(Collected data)

• • • •

//! Strategy configuration and validation.
//!
//! `StrategyConfig` is passed explicitly into the engine and into every
//! condition call; nothing reads configuration from ambient state. Every
//! section defaults sensibly so a config file only names what it changes.

use serde::{Deserialize, Serialize};

use crate::indicators::{AdaptiveSmoothing, RegimeParams};

// ─── Error type ──────────────────────────────────────────────────────

/// Invalid configuration, reported before any simulation step.
#[derive(Debug, Clone, PartialEq, thiserror::Error)]
pub enum ConfigError {
    #[error("{field} must be a positive period, got {value}")]
    NonPositivePeriod { field: &'static str, value: usize },
    #[error("{field} is invalid: {reason}")]
    InvalidValue { field: &'static str, reason: String },
    #[error("{field} is out of range: {reason}")]
    InvalidRange { field: &'static str, reason: String },
}

// ─── Sections ────────────────────────────────────────────────────────

/// Full strategy configuration.
#[derive(Debug, Clone, Default, PartialEq, Serialize, Deserialize)]
#[serde(default)]
pub struct StrategyConfig {
    pub indicators: IndicatorConfig,
    pub entry: EntryConfig,
    pub exit: ExitConfig,
    pub hedge: HedgeConfig,
    pub volume_profile: VolumeProfileConfig,
    pub thresholds: ConditionThresholds,
}

/// Lookback periods and indicator parameters.
#[derive(Debug, Clone, PartialEq, Serialize, Deserialize)]
#[serde(default)]
pub struct IndicatorConfig {
    pub zscore_period: usize,
    pub vwz_period: usize,
    /// Weighted stddev floor below which VWZ is undefined.
    pub vwz_min_stddev: f64,
    pub ema_short_period: usize,
    pub ema_long_period: usize,
    pub adx_period: usize,
    /// ADX clamp range of the adaptive VWZ schedule.
    pub adaptive_min_strength: f64,
    pub adaptive_max_strength: f64,
    pub bbw_period: usize,
    pub bbw_multiplier: f64,
    pub bbw_normalize_window: usize,
    /// Minimum |normalised band-width| for a non-neutral regime; 0 disables.
    pub bbw_threshold: f64,
    /// Trailing bars the regime classifier sees at each index.
    pub regime_window: usize,
    pub atr_period: usize,
    pub macd_fast: usize,
    pub macd_slow: usize,
    pub macd_signal: usize,
    pub box_period: usize,
    /// Box range below this percentage flags "ranging".
    pub box_min_range_pct: f64,
}

impl Default for IndicatorConfig {
    fn default() -> Self {
        Self {
            zscore_period: 20,
            vwz_period: 20,
            vwz_min_stddev: 0.0,
            ema_short_period: 20,
            ema_long_period: 50,
            adx_period: 14,
            adaptive_min_strength: 20.0,
            adaptive_max_strength: 50.0,
            bbw_period: 20,
            bbw_multiplier: 2.0,
            bbw_normalize_window: 50,
            bbw_threshold: 0.0,
            regime_window: 200,
            atr_period: 14,
            macd_fast: 12,
            macd_slow: 26,
            macd_signal: 9,
            box_period: 20,
            box_min_range_pct: 0.5,
        }
    }
}

impl IndicatorConfig {
    pub fn regime_params(&self) -> RegimeParams {
        RegimeParams {
            period: self.bbw_period,
            multiplier: self.bbw_multiplier,
            threshold: self.bbw_threshold,
            atr_period: self.atr_period,
        }
    }

    pub fn adaptive_schedule(&self) -> AdaptiveSmoothing {
        AdaptiveSmoothing::for_adx_period(
            self.adx_period,
            self.adaptive_min_strength,
            self.adaptive_max_strength,
        )
    }
}

/// Entry selection and gating.
#[derive(Debug, Clone, PartialEq, Serialize, Deserialize)]
#[serde(default)]
pub struct EntryConfig {
    /// Registry key of the long condition.
    pub long_condition: String,
    /// Registry key of the short condition.
    pub short_condition: String,
    /// Entries require ADX strictly above this.
    pub adx_threshold: f64,
    /// Entries require ADX strictly below this, when set.
    pub adx_upper_threshold: Option<f64>,
    /// Veto entries while the box filter flags "ranging".
    pub box_filter: bool,
}

impl Default for EntryConfig {
    fn default() -> Self {
        Self {
            long_condition: "default".into(),
            short_condition: "default".into(),
            adx_threshold: 0.0,
            adx_upper_threshold: None,
            box_filter: false,
        }
    }
}

/// What to do with a take-profit or signal exit while the directional pair
/// still favours the open side.
#[derive(Debug, Clone, Copy, Default, PartialEq, Eq, Serialize, Deserialize)]
#[serde(rename_all = "snake_case")]
pub enum HoldPolicy {
    /// Exit as soon as the exit fires.
    #[default]
    Never,
    /// Defer the exit until +DI/-DI stop favouring the position.
    WhileDirectionalFavors,
}

#[derive(Debug, Clone, PartialEq, Serialize, Deserialize)]
#[serde(default)]
pub struct ExitConfig {
    /// Target distance as a fraction of entry price; 0 disables.
    pub take_profit_rate: f64,
    /// Stop distance as a fraction of entry price; 0 disables.
    pub stop_loss_rate: f64,
    pub hold_policy: HoldPolicy,
}

impl Default for ExitConfig {
    fn default() -> Self {
        Self {
            take_profit_rate: 0.02,
            stop_loss_rate: 0.01,
            hold_policy: HoldPolicy::Never,
        }
    }
}

#[derive(Debug, Clone, PartialEq, Serialize, Deserialize)]
#[serde(default)]
pub struct HedgeConfig {
    pub enabled: bool,
    /// Hedge leg size as a multiple of the position it hedges.
    pub size_multiplier: f64,
    /// Legs below this size are closed with their counterpart.
    pub min_position_size: f64,
}

impl Default for HedgeConfig {
    fn default() -> Self {
        Self {
            enabled: false,
            size_multiplier: 2.0,
            min_position_size: 0.1,
        }
    }
}

/// Volume profile parameters. Percentages are of the reference price.
#[derive(Debug, Clone, PartialEq, Serialize, Deserialize)]
#[serde(default)]
pub struct VolumeProfileConfig {
    /// Trailing bars in the profile window.
    pub window: usize,
    pub bin_size_pct: f64,
    /// Fraction of window volume covered by the value area.
    pub value_area_pct: f64,
    /// A candle within this distance of a level is touching it.
    pub proximity_pct: f64,
    pub min_level_distance_pct: f64,
}

impl Default for VolumeProfileConfig {
    fn default() -> Self {
        Self {
            window: 240,
            bin_size_pct: 0.05,
            value_area_pct: 0.70,
            proximity_pct: 0.2,
            min_level_distance_pct: 0.5,
        }
    }
}

/// Thresholds read by individual condition families.
#[derive(Debug, Clone, PartialEq, Serialize, Deserialize)]
#[serde(default)]
pub struct ConditionThresholds {
    /// Normalised band-width needed by the regime condition.
    pub bandwidth_z_entry: f64,
    /// |Normalised band-width| needed by the inverse condition.
    pub inverse_bandwidth_z: f64,
    /// One-step Z-score move that vetoes a pattern-agreement entry.
    pub zscore_spike: f64,
    /// One-step VWZ move that vetoes a pattern-agreement entry.
    pub vwz_spike: f64,
    /// One-step band-width growth ratio that vetoes a pattern-agreement entry.
    pub bandwidth_spike_ratio: f64,
}

impl Default for ConditionThresholds {
    fn default() -> Self {
        Self {
            bandwidth_z_entry: 1.0,
            inverse_bandwidth_z: 2.5,
            zscore_spike: 1.2,
            vwz_spike: 1.0,
            bandwidth_spike_ratio: 1.5,
        }
    }
}

// ─── Validation ──────────────────────────────────────────────────────

fn period(field: &'static str, value: usize) -> Result<(), ConfigError> {
    if value == 0 {
        return Err(ConfigError::NonPositivePeriod { field, value });
    }
    Ok(())
}

fn non_negative(field: &'static str, value: f64) -> Result<(), ConfigError> {
    if !value.is_finite() || value < 0.0 {
        return Err(ConfigError::InvalidValue {
            field,
            reason: format!("expected a finite non-negative number, got {value}"),
        });
    }
    Ok(())
}

fn positive(field: &'static str, value: f64) -> Result<(), ConfigError> {
    if !value.is_finite() || value <= 0.0 {
        return Err(ConfigError::InvalidValue {
            field,
            reason: format!("expected a finite positive number, got {value}"),
        });
    }
    Ok(())
}

fn invalid(field: &'static str, reason: impl Into<String>) -> ConfigError {
    ConfigError::InvalidValue {
        field,
        reason: reason.into(),
    }
}

fn out_of_range(field: &'static str, reason: impl Into<String>) -> ConfigError {
    ConfigError::InvalidRange {
        field,
        reason: reason.into(),
    }
}

impl StrategyConfig {
    /// Check every section. Condition names are checked by the registry.
    pub fn validate(&self) -> Result<(), ConfigError> {
        let ind = &self.indicators;
        period("indicators.zscore_period", ind.zscore_period)?;
        period("indicators.vwz_period", ind.vwz_period)?;
        period("indicators.ema_short_period", ind.ema_short_period)?;
        period("indicators.ema_long_period", ind.ema_long_period)?;
        period("indicators.adx_period", ind.adx_period)?;
        period("indicators.bbw_period", ind.bbw_period)?;
        period("indicators.bbw_normalize_window", ind.bbw_normalize_window)?;
        period("indicators.regime_window", ind.regime_window)?;
        period("indicators.atr_period", ind.atr_period)?;
        period("indicators.macd_fast", ind.macd_fast)?;
        period("indicators.macd_slow", ind.macd_slow)?;
        period("indicators.macd_signal", ind.macd_signal)?;
        period("indicators.box_period", ind.box_period)?;
        period("volume_profile.window", self.volume_profile.window)?;

        if ind.bbw_normalize_window < 2 {
            return Err(invalid("indicators.bbw_normalize_window", "needs at least 2 samples"));
        }
        if ind.macd_fast >= ind.macd_slow {
            return Err(out_of_range("indicators.macd_fast", "must be shorter than macd_slow"));
        }
        if ind.regime_window < 2 * ind.bbw_period {
            return Err(out_of_range(
                "indicators.regime_window",
                format!("must cover at least 2 * bbw_period = {}", 2 * ind.bbw_period),
            ));
        }
        non_negative("indicators.vwz_min_stddev", ind.vwz_min_stddev)?;
        positive("indicators.bbw_multiplier", ind.bbw_multiplier)?;
        non_negative("indicators.bbw_threshold", ind.bbw_threshold)?;
        non_negative("indicators.box_min_range_pct", ind.box_min_range_pct)?;
        non_negative("indicators.adaptive_min_strength", ind.adaptive_min_strength)?;
        positive("indicators.adaptive_max_strength", ind.adaptive_max_strength)?;
        if ind.adaptive_min_strength >= ind.adaptive_max_strength {
            return Err(out_of_range(
                "indicators.adaptive_min_strength",
                "must be below adaptive_max_strength",
            ));
        }

        non_negative("entry.adx_threshold", self.entry.adx_threshold)?;
        if let Some(upper) = self.entry.adx_upper_threshold {
            positive("entry.adx_upper_threshold", upper)?;
            if upper <= self.entry.adx_threshold {
                return Err(out_of_range("entry.adx_upper_threshold", "must exceed adx_threshold"));
            }
        }

        non_negative("exit.take_profit_rate", self.exit.take_profit_rate)?;
        non_negative("exit.stop_loss_rate", self.exit.stop_loss_rate)?;
        if self.exit.stop_loss_rate >= 1.0 {
            return Err(invalid("exit.stop_loss_rate", "must be below 1.0"));
        }

        positive("hedge.size_multiplier", self.hedge.size_multiplier)?;
        non_negative("hedge.min_position_size", self.hedge.min_position_size)?;

        let vp = &self.volume_profile;
        positive("volume_profile.bin_size_pct", vp.bin_size_pct)?;
        positive("volume_profile.value_area_pct", vp.value_area_pct)?;
        if vp.value_area_pct > 1.0 {
            return Err(out_of_range("volume_profile.value_area_pct", "is a fraction in (0, 1]"));
        }
        non_negative("volume_profile.proximity_pct", vp.proximity_pct)?;
        non_negative("volume_profile.min_level_distance_pct", vp.min_level_distance_pct)?;

        let th = &self.thresholds;
        non_negative("thresholds.bandwidth_z_entry", th.bandwidth_z_entry)?;
        non_negative("thresholds.inverse_bandwidth_z", th.inverse_bandwidth_z)?;
        positive("thresholds.zscore_spike", th.zscore_spike)?;
        positive("thresholds.vwz_spike", th.vwz_spike)?;
        positive("thresholds.bandwidth_spike_ratio", th.bandwidth_spike_ratio)?;
        Ok(())
    }
}

#[cfg(test)]
mod tests {
    use super::*;

    #[test]
    fn default_config_is_valid() {
        assert_eq!(StrategyConfig::default().validate(), Ok(()));
    }

    #[test]
    fn zero_period_is_rejected() {
        let mut config = StrategyConfig::default();
        config.indicators.zscore_period = 0;
        assert_eq!(
            config.validate(),
            Err(ConfigError::NonPositivePeriod {
                field: "indicators.zscore_period",
                value: 0
            })
        );
    }

    #[test]
    fn inverted_macd_is_rejected() {
        let mut config = StrategyConfig::default();
        config.indicators.macd_fast = 30;
        assert!(matches!(
            config.validate(),
            Err(ConfigError::InvalidRange { field: "indicators.macd_fast", .. })
        ));
    }

    #[test]
    fn negative_rate_is_rejected() {
        let mut config = StrategyConfig::default();
        config.exit.take_profit_rate = -0.1;
        assert!(config.validate().is_err());
        config.exit.take_profit_rate = f64::NAN;
        assert!(config.validate().is_err());
    }

    #[test]
    fn adx_band_must_be_ordered() {
        let mut config = StrategyConfig::default();
        config.entry.adx_threshold = 25.0;
        config.entry.adx_upper_threshold = Some(20.0);
        assert!(config.validate().is_err());
        config.entry.adx_upper_threshold = Some(45.0);
        assert!(config.validate().is_ok());
    }

    #[test]
    fn partial_json_fills_defaults() {
        let config: StrategyConfig =
            serde_json::from_str(r#"{"hedge": {"enabled": true}, "exit": {"hold_policy": "while_directional_favors"}}"#)
                .unwrap();
        assert!(config.hedge.enabled);
        assert_eq!(config.hedge.size_multiplier, 2.0);
        assert_eq!(config.exit.hold_policy, HoldPolicy::WhileDirectionalFavors);
        assert_eq!(config.entry.long_condition, "default");
    }
}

• • • •

Each line from the first line of the entries up to and including the line containing "Default, PartialEq, Serialize, Deserialize)]" should be transcribed exactly, with all other lines left out.

//! Strategy configuration and validation.
//!
//! `StrategyConfig` is passed explicitly into the engine and into every
//! condition call; nothing reads configuration from ambient state. Every
//! section defaults sensibly so a config file only names what it changes.

use serde::{Deserialize, Serialize};

use crate::indicators::{AdaptiveSmoothing, RegimeParams};

// ─── Error type ──────────────────────────────────────────────────────

/// Invalid configuration, reported before any simulation step.
#[derive(Debug, Clone, PartialEq, thiserror::Error)]
pub enum ConfigError {
    #[error("{field} must be a positive period, got {value}")]
    NonPositivePeriod { field: &'static str, value: usize },
    #[error("{field} is invalid: {reason}")]
    InvalidValue { field: &'static str, reason: String },
    #[error("{field} is out of range: {reason}")]
    InvalidRange { field: &'static str, reason: String },
}

// ─── Sections ────────────────────────────────────────────────────────

/// Full strategy configuration.
#[derive(Debug, Clone, Default, PartialEq, Serialize, Deserialize)]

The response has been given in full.